Among the records that follow, set down only the lines from the one containing "repository 64e746a809b22fde" to the one containing "trim each field.", both included, exactly.
□ □ □ □
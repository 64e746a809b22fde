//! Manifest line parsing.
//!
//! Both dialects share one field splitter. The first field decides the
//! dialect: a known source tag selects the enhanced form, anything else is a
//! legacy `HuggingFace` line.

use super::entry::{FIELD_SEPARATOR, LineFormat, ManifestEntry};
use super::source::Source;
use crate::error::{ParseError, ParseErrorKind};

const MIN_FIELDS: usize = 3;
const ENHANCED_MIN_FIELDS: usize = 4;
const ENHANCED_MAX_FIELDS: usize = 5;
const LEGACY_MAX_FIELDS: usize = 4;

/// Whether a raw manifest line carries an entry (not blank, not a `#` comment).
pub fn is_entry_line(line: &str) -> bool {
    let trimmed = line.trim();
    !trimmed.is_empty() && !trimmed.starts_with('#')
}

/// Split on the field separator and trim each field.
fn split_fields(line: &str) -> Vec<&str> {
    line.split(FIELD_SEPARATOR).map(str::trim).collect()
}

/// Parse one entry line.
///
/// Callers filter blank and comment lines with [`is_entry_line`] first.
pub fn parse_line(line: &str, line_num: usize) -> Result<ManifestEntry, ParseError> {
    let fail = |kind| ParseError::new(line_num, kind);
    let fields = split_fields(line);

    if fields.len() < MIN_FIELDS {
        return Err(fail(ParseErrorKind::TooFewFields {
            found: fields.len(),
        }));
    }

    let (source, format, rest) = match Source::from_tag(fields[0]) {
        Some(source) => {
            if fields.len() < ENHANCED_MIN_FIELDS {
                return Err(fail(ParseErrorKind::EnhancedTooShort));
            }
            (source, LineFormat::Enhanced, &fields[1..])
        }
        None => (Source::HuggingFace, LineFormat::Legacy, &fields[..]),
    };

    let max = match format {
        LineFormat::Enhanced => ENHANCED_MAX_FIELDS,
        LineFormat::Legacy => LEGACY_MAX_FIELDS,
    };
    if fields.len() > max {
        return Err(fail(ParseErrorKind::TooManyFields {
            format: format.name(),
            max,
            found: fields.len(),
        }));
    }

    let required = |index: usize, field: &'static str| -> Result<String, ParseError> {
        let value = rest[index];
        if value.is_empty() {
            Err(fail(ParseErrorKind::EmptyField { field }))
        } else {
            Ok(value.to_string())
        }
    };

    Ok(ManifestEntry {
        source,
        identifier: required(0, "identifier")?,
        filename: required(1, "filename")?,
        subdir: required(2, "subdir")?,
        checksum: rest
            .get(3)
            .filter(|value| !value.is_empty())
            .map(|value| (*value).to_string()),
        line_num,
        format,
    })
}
□ □ □ □
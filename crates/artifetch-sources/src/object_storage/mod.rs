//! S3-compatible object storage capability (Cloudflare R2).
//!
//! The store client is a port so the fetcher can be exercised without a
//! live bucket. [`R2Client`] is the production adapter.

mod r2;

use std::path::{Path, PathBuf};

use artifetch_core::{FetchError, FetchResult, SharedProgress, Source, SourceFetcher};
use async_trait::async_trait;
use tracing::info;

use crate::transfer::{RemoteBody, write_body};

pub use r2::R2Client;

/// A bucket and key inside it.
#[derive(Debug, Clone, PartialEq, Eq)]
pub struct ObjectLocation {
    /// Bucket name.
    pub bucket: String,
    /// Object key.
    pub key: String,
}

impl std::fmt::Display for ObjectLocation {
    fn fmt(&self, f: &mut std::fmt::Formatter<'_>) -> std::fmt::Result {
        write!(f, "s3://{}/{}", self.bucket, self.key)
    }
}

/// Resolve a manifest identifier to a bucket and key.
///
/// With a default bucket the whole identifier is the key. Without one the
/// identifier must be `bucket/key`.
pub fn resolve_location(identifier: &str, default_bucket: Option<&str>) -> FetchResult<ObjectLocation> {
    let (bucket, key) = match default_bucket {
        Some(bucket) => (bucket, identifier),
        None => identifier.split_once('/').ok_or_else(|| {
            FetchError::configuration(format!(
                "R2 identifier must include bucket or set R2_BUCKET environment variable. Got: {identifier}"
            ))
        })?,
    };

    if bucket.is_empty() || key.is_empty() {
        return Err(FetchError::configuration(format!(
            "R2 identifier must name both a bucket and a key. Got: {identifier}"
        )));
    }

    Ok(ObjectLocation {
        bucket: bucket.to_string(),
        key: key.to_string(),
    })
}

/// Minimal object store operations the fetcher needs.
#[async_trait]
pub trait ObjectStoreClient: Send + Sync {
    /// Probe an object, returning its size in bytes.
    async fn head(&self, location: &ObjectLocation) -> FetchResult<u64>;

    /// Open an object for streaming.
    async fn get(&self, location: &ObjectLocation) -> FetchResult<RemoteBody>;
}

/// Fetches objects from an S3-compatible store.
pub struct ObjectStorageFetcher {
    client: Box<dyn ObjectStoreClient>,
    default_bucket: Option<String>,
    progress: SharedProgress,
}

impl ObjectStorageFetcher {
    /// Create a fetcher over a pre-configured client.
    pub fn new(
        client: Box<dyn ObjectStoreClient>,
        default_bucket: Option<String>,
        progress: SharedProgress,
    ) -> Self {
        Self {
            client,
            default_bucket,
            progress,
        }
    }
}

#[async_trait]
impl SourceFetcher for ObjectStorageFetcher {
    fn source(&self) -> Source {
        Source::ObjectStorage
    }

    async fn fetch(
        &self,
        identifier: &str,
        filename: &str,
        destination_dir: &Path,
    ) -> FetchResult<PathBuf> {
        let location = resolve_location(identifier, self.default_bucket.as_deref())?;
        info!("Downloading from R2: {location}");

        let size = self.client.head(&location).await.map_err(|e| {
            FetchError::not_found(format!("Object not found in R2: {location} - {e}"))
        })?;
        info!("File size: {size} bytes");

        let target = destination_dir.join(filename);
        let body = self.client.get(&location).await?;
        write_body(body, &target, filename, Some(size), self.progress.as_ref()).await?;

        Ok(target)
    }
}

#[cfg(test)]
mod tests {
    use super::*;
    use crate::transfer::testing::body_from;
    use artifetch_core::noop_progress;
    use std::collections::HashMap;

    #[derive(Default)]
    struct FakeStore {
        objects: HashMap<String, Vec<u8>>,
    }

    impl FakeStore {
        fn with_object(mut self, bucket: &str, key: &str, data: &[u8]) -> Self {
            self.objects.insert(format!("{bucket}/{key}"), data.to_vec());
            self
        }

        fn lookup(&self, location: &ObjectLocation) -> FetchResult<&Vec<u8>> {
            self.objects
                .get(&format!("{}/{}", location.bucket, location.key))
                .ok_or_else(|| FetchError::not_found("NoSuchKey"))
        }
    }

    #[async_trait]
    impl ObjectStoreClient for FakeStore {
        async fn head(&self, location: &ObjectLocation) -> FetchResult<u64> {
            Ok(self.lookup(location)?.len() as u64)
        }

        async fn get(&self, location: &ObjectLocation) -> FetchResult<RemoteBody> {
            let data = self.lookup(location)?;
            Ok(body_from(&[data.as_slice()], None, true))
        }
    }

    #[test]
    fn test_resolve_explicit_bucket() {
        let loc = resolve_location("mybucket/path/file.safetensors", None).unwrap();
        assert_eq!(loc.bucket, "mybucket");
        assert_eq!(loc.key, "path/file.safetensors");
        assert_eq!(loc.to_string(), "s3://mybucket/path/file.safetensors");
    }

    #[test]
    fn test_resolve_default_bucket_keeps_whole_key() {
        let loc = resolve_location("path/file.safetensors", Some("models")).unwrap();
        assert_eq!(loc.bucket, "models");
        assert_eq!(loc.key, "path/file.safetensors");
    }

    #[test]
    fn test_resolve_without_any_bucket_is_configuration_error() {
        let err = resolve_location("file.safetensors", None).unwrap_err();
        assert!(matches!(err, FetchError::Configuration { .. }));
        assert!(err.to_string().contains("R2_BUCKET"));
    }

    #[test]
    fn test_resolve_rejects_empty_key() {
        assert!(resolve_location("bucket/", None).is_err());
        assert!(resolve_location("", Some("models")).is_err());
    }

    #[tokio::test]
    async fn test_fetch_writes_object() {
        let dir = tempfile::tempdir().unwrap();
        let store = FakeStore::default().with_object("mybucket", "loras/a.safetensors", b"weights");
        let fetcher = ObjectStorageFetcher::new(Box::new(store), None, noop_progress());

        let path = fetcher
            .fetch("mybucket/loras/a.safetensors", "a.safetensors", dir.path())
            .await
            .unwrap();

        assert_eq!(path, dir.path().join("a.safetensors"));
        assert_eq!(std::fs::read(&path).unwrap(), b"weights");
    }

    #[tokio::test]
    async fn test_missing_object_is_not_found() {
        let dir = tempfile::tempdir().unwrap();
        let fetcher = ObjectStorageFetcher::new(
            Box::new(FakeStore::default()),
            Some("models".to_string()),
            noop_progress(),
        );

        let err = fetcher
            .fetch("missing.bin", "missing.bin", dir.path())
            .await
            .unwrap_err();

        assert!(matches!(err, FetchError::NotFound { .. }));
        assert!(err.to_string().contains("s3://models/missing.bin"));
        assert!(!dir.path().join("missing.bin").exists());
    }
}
□ □ □ □
SOLUTION:
repository 64e746a809b22fde
//! Manifest line parsing.
//!
//! Both dialects share one field splitter. The first field decides the
//! dialect: a known source tag selects the enhanced form, anything else is a
//! legacy `HuggingFace` line.

use super::entry::{FIELD_SEPARATOR, LineFormat, ManifestEntry};
use super::source::Source;
use crate::error::{ParseError, ParseErrorKind};

const MIN_FIELDS: usize = 3;
const ENHANCED_MIN_FIELDS: usize = 4;
const ENHANCED_MAX_FIELDS: usize = 5;
const LEGACY_MAX_FIELDS: usize = 4;

/// Whether a raw manifest line carries an entry (not blank, not a `#` comment).
pub fn is_entry_line(line: &str) -> bool {
    let trimmed = line.trim();
    !trimmed.is_empty() && !trimmed.starts_with('#')
}

/// Split on the field separator and trim each field.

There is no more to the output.